⟨

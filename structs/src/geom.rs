use crate::obstacle::Obstacle;
use crate::Point;

/// Exact segment-circle test: project the center onto the line through
/// p1,p2, clamp the parameter to the segment, compare squared distances.
/// A zero-length segment degenerates to a point test on p1.
pub fn segment_intersects_circle(p1: &Point, p2: &Point, center: &Point, radius: f32) -> bool {
    let dx = p2.x - p1.x;
    let dy = p2.y - p1.y;
    let l2 = dx * dx + dy * dy;
    let t = if l2 > 0.0 {
        (((center.x - p1.x) * dx + (center.y - p1.y) * dy) / l2).clamp(0.0, 1.0)
    } else {
        0.0
    };
    let cx = p1.x + t * dx - center.x;
    let cy = p1.y + t * dy - center.y;
    cx * cx + cy * cy <= radius * radius
}

/// Single-hop detour waypoint for a blocked segment: offset from `start` by
/// `detour_dist` along the tangent of the radial direction. Returns `end`
/// unchanged when the segment is clear. Callers must re-check blocking and
/// may chain calls; this is a heuristic step, not a full path.
pub fn tangent_detour(start: &Point, end: &Point, obstacle: &Obstacle, detour_dist: f32) -> Point {
    if !obstacle.blocks(start, end) {
        return *end;
    }
    let vx = start.x - obstacle.center.x;
    let vy = start.y - obstacle.center.y;
    let len = (vx * vx + vy * vy).sqrt();
    // Rotate the radial vector 90 degrees. A start exactly on the center has
    // no radial direction; fall back to +x.
    let (tx, ty) = if len > 0.0 {
        (-vy / len, vx / len)
    } else {
        (1.0, 0.0)
    };
    Point {
        x: start.x + tx * detour_dist,
        y: start.y + ty * detour_dist,
    }
}
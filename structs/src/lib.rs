use serde::{Deserialize, Serialize};
use thiserror::Error;

pub mod drone;
pub mod geom;
pub mod obstacle;
pub mod plan;
pub mod scenario;
pub mod task;

#[derive(Clone, Copy, Serialize, Deserialize, Debug, Default, PartialEq)]
pub struct Point {
    pub x: f32,
    pub y: f32,
}

impl Point {
    pub fn new(x: f32, y: f32) -> Point {
        Point { x, y }
    }

    pub fn dist(&self, other: &Point) -> f32 {
        let dx = self.x - other.x;
        let dy = self.y - other.y;
        (dx * dx + dy * dy).sqrt()
    }

    pub fn eq_approx(&self, other: &Point) -> bool {
        self.dist(other) < 1e-3
    }
}

/// Expected, recoverable outcomes of planning operations. None of these
/// abort a run; the engine skips, defers, or reports instead.
#[derive(Error, Debug, Clone, PartialEq)]
pub enum Error {
    #[error("insufficient endurance: need {need:.1} s, have {have:.1} s")]
    InsufficientEndurance { need: f32, have: f32 },
    #[error("no feasible path")]
    NoFeasiblePath,
    #[error("task {0} exceeds every agent's capability")]
    UnassignableTask(String),
}
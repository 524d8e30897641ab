use serde::{Deserialize, Serialize};

use crate::Point;

/// Task kinds carry their demand: payload weight for deliveries, hover
/// seconds for reconnaissance.
#[derive(Clone, Copy, Serialize, Deserialize, Debug, PartialEq)]
pub enum TaskKind {
    Delivery(f32),
    Urgent(f32),
    Recon(f32),
}

impl TaskKind {
    pub fn demand(&self) -> f32 {
        match self {
            TaskKind::Delivery(w) | TaskKind::Urgent(w) => *w,
            TaskKind::Recon(h) => *h,
        }
    }

    /// On-site time: hover duration for recon, zero for drop-offs.
    pub fn service_time(&self) -> f32 {
        match self {
            TaskKind::Recon(h) => *h,
            _ => 0.0,
        }
    }
}

#[derive(Clone, Serialize, Deserialize, Debug)]
pub struct Task {
    pub id: String,
    pub coord: Point,
    /// Lower is more urgent.
    pub priority: u32,
    pub kind: TaskKind,
    #[serde(default)]
    pub assigned: bool,
}

impl Task {
    pub fn new(id: &str, coord: Point, kind: TaskKind, priority: u32) -> Task {
        Task {
            id: id.to_string(),
            coord,
            priority,
            kind,
            assigned: false,
        }
    }
}
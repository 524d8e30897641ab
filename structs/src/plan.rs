use serde::{Deserialize, Serialize};

use crate::Point;

/// Output of a planning run, the shape reporting and visualization consume.
#[derive(Debug, Serialize, Deserialize)]
pub struct MissionPlan {
    pub routes: Vec<AgentRoute>,
    pub assignments: Vec<Assignment>,
    /// Tasks still unassigned when the round bound stopped the run.
    pub unassigned: Vec<String>,
    /// Tasks whose demand exceeds every agent's capability.
    pub unassignable: Vec<String>,
    pub rounds: usize,
}

#[derive(Debug, Serialize, Deserialize)]
pub struct AgentRoute {
    pub agent: String,
    pub waypoints: Vec<(Point, f32)>,
    pub total_time: f32,
    pub recharges: u32,
    pub stranded: bool,
}

#[derive(Debug, Clone, Serialize, Deserialize)]
pub struct Assignment {
    pub task: String,
    pub agent: String,
}

impl AgentRoute {
    pub fn total_distance(&self) -> f32 {
        self.waypoints
            .iter()
            .zip(self.waypoints.iter().skip(1))
            .map(|((a, _), (b, _))| a.dist(b))
            .sum()
    }
}

impl MissionPlan {
    pub fn makespan(&self) -> f32 {
        self.routes.iter().map(|r| r.total_time).fold(0.0, f32::max)
    }

    pub fn print(&self) {
        for r in &self.routes {
            println!(
                "agent {}  time {:.1}  dist {:.0}  recharges {}{}",
                r.agent,
                r.total_time,
                r.total_distance(),
                r.recharges,
                if r.stranded { "  STRANDED" } else { "" }
            );
            for (p, t) in &r.waypoints {
                println!("  - ({:.0}, {:.0}) @ {:.1}", p.x, p.y, t);
            }
        }
        for a in &self.assignments {
            println!("{} -> {}", a.task, a.agent);
        }
        if !self.unassigned.is_empty() {
            println!("unassigned: {:?}", self.unassigned);
        }
        if !self.unassignable.is_empty() {
            println!("unassignable: {:?}", self.unassignable);
        }
    }
}
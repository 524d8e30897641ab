use serde::{Deserialize, Serialize};

use crate::drone::{Drone, Fleet};
use crate::obstacle::Obstacle;
use crate::task::Task;
use crate::Point;

/// Serde-facing input shape: everything one planning run consumes.
#[derive(Clone, Serialize, Deserialize, Debug)]
pub struct Scenario {
    pub base: Point,
    pub agents: Vec<AgentSpec>,
    pub tasks: Vec<Task>,
    #[serde(default)]
    pub obstacles: Vec<Obstacle>,
}

#[derive(Clone, Serialize, Deserialize, Debug)]
pub struct AgentSpec {
    pub id: String,
    pub payload: f32,
    pub endurance: f32,
    pub hover: f32,
}

impl Scenario {
    pub fn fleet(&self) -> Fleet {
        Fleet::new(
            self.base,
            self.agents
                .iter()
                .map(|a| Drone::new(&a.id, a.payload, a.endurance, a.hover, self.base))
                .collect(),
        )
    }
}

⟩

REQUIRED WORK: Output all of the data exactly as given.

EXERCISE RESULT:
filename structs/src/geom.rs
use crate::obstacle::Obstacle;
use crate::Point;

/// Exact segment-circle test: project the center onto the line through
/// p1,p2, clamp the parameter to the segment, compare squared distances.
/// A zero-length segment degenerates to a point test on p1.
pub fn segment_intersects_circle(p1: &Point, p2: &Point, center: &Point, radius: f32) -> bool {
    let dx = p2.x - p1.x;
    let dy = p2.y - p1.y;
    let l2 = dx * dx + dy * dy;
    let t = if l2 > 0.0 {
        (((center.x - p1.x) * dx + (center.y - p1.y) * dy) / l2).clamp(0.0, 1.0)
    } else {
        0.0
    };
    let cx = p1.x + t * dx - center.x;
    let cy = p1.y + t * dy - center.y;
    cx * cx + cy * cy <= radius * radius
}

/// Single-hop detour waypoint for a blocked segment: offset from `start` by
/// `detour_dist` along the tangent of the radial direction. Returns `end`
/// unchanged when the segment is clear. Callers must re-check blocking and
/// may chain calls; this is a heuristic step, not a full path.
pub fn tangent_detour(start: &Point, end: &Point, obstacle: &Obstacle, detour_dist: f32) -> Point {
    if !obstacle.blocks(start, end) {
        return *end;
    }
    let vx = start.x - obstacle.center.x;
    let vy = start.y - obstacle.center.y;
    let len = (vx * vx + vy * vy).sqrt();
    // Rotate the radial vector 90 degrees. A start exactly on the center has
    // no radial direction; fall back to +x.
    let (tx, ty) = if len > 0.0 {
        (-vy / len, vx / len)
    } else {
        (1.0, 0.0)
    };
    Point {
        x: start.x + tx * detour_dist,
        y: start.y + ty * detour_dist,
    }
}
filename structs/src/lib.rs
use serde::{Deserialize, Serialize};
use thiserror::Error;

pub mod drone;
pub mod geom;
pub mod obstacle;
pub mod plan;
pub mod scenario;
pub mod task;

#[derive(Clone, Copy, Serialize, Deserialize, Debug, Default, PartialEq)]
pub struct Point {
    pub x: f32,
    pub y: f32,
}

impl Point {
    pub fn new(x: f32, y: f32) -> Point {
        Point { x, y }
    }

    pub fn dist(&self, other: &Point) -> f32 {
        let dx = self.x - other.x;
        let dy = self.y - other.y;
        (dx * dx + dy * dy).sqrt()
    }

    pub fn eq_approx(&self, other: &Point) -> bool {
        self.dist(other) < 1e-3
    }
}

/// Expected, recoverable outcomes of planning operations. None of these
/// abort a run; the engine skips, defers, or reports instead.
#[derive(Error, Debug, Clone, PartialEq)]
pub enum Error {
    #[error("insufficient endurance: need {need:.1} s, have {have:.1} s")]
    InsufficientEndurance { need: f32, have: f32 },
    #[error("no feasible path")]
    NoFeasiblePath,
    #[error("task {0} exceeds every agent's capability")]
    UnassignableTask(String),
}
repository 524d8e30897641ab
use serde::{Deserialize, Serialize};

use crate::Point;

/// Task kinds carry their demand: payload weight for deliveries, hover
/// seconds for reconnaissance.
#[derive(Clone, Copy, Serialize, Deserialize, Debug, PartialEq)]
pub enum TaskKind {
    Delivery(f32),
    Urgent(f32),
    Recon(f32),
}

impl TaskKind {
    pub fn demand(&self) -> f32 {
        match self {
            TaskKind::Delivery(w) | TaskKind::Urgent(w) => *w,
            TaskKind::Recon(h) => *h,
        }
    }

    /// On-site time: hover duration for recon, zero for drop-offs.
    pub fn service_time(&self) -> f32 {
        match self {
            TaskKind::Recon(h) => *h,
            _ => 0.0,
        }
    }
}

#[derive(Clone, Serialize, Deserialize, Debug)]
pub struct Task {
    pub id: String,
    pub coord: Point,
    /// Lower is more urgent.
    pub priority: u32,
    pub kind: TaskKind,
    #[serde(default)]
    pub assigned: bool,
}

impl Task {
    pub fn new(id: &str, coord: Point, kind: TaskKind, priority: u32) -> Task {
        Task {
            id: id.to_string(),
            coord,
            priority,
            kind,
            assigned: false,
        }
    }
}
repository 524d8e30897641ab
filename structs/src/plan.rs
use serde::{Deserialize, Serialize};

use crate::Point;

/// Output of a planning run, the shape reporting and visualization consume.
#[derive(Debug, Serialize, Deserialize)]
pub struct MissionPlan {
    pub routes: Vec<AgentRoute>,
    pub assignments: Vec<Assignment>,
    /// Tasks still unassigned when the round bound stopped the run.
    pub unassigned: Vec<String>,
    /// Tasks whose demand exceeds every agent's capability.
    pub unassignable: Vec<String>,
    pub rounds: usize,
}

#[derive(Debug, Serialize, Deserialize)]
pub struct AgentRoute {
    pub agent: String,
    pub waypoints: Vec<(Point, f32)>,
    pub total_time: f32,
    pub recharges: u32,
    pub stranded: bool,
}

#[derive(Debug, Clone, Serialize, Deserialize)]
pub struct Assignment {
    pub task: String,
    pub agent: String,
}

impl AgentRoute {
    pub fn total_distance(&self) -> f32 {
        self.waypoints
            .iter()
            .zip(self.waypoints.iter().skip(1))
            .map(|((a, _), (b, _))| a.dist(b))
            .sum()
    }
}

impl MissionPlan {
    pub fn makespan(&self) -> f32 {
        self.routes.iter().map(|r| r.total_time).fold(0.0, f32::max)
    }

    pub fn print(&self) {
        for r in &self.routes {
            println!(
                "agent {}  time {:.1}  dist {:.0}  recharges {}{}",
                r.agent,
                r.total_time,
                r.total_distance(),
                r.recharges,
                if r.stranded { "  STRANDED" } else { "" }
            );
            for (p, t) in &r.waypoints {
                println!("  - ({:.0}, {:.0}) @ {:.1}", p.x, p.y, t);
            }
        }
        for a in &self.assignments {
            println!("{} -> {}", a.task, a.agent);
        }
        if !self.unassigned.is_empty() {
            println!("unassigned: {:?}", self.unassigned);
        }
        if !self.unassignable.is_empty() {
            println!("unassignable: {:?}", self.unassignable);
        }
    }
}
repository 524d8e30897641ab
use serde::{Deserialize, Serialize};

use crate::drone::{Drone, Fleet};
use crate::obstacle::Obstacle;
use crate::task::Task;
use crate::Point;

/// Serde-facing input shape: everything one planning run consumes.
#[derive(Clone, Serialize, Deserialize, Debug)]
pub struct Scenario {
    pub base: Point,
    pub agents: Vec<AgentSpec>,
    pub tasks: Vec<Task>,
    #[serde(default)]
    pub obstacles: Vec<Obstacle>,
}

#[derive(Clone, Serialize, Deserialize, Debug)]
pub struct AgentSpec {
    pub id: String,
    pub payload: f32,
    pub endurance: f32,
    pub hover: f32,
}

impl Scenario {
    pub fn fleet(&self) -> Fleet {
        Fleet::new(
            self.base,
            self.agents
                .iter()
                .map(|a| Drone::new(&a.id, a.payload, a.endurance, a.hover, self.base))
                .collect(),
        )
    }
}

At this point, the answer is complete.